La coupure effective de la société vis-à-vis de la nature est une illusion. Un fait me frappe, à ce propos. Toutes les fois que l'on est allé regarder de plus près ces « natures », on a découvert une société. Il en a été ainsi de la « horde » primitive, qui représentait au XIXe siècle la société, l'économie « naturelle » ; il en est ainsi de nos jours des « hordes » animales. Les tentatives successives de couper, sous cet angle, la société de la nature, ou de poser la nature vis-à-vis de la société comme un état antérieur ou comme son double hétérogène, ont toujours échoué et abouti à la découverte d'une société différente, d'une organisation sociale, celle du sauvage, celle de l'animal. Alors pourquoi cette séparation est-elle maintenue, sinon comme réalité, du moins comme hypothèse, ainsi que le suggérait Hume ? Je vois à cela deux raisons : définir l'autre comme objet, conserver le primat de l'individu. D'une part, pour une collectivité particulière, ceci revient à justifier la soumission, l'exclusion, voire la destruction d'une collectivité différente...

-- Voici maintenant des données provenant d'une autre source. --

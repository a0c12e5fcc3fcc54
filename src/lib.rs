//! Jimaku - Japanese audio to subtitle pipeline
//!
//! Cuts audio into overlapping chunks, transcribes them with whisper.cpp,
//! assembles timed subtitle cues, annotates them with MeCab and JMdict,
//! and optionally translates them through an LLM (Ollama or an
//! OpenAI-compatible API).

pub mod annotate;
pub mod audio;
pub mod cli;
pub mod config;
pub mod error;
pub mod media;
pub mod pipeline;
pub mod quality;
pub mod subtitle;
pub mod transcribe;
pub mod translate;
pub mod workflow;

Si sa place est bien tracée dans notre logique, c'est parce qu'il s'agit d'une logique de la domination. D'autre part, aux yeux des savants, la séparation permet de concevoir la société comme une réalité seconde, dérivée, propre à pallier la rareté et les déficiences de la nature, ou à canaliser son énergie débordante à travers les pulsions et les instincts. On s'en tient toujours à cette vue. Pourtant, il convient de prendre les découvertes éthologiques au sérieux et à la lettre... Dans cette optique, soustraite aux sortilèges d'une séparation hypothétique, la société apparaît comme une réalité positive et primaire, analogue à la matière, à l'atome."
Serge Moscovici, Quelle unité : avec la nature ou contre ?, in « Pour une anthropologie fondamentale », Paris, Seuil, coll. Points, 1978, p. 293-294, 296.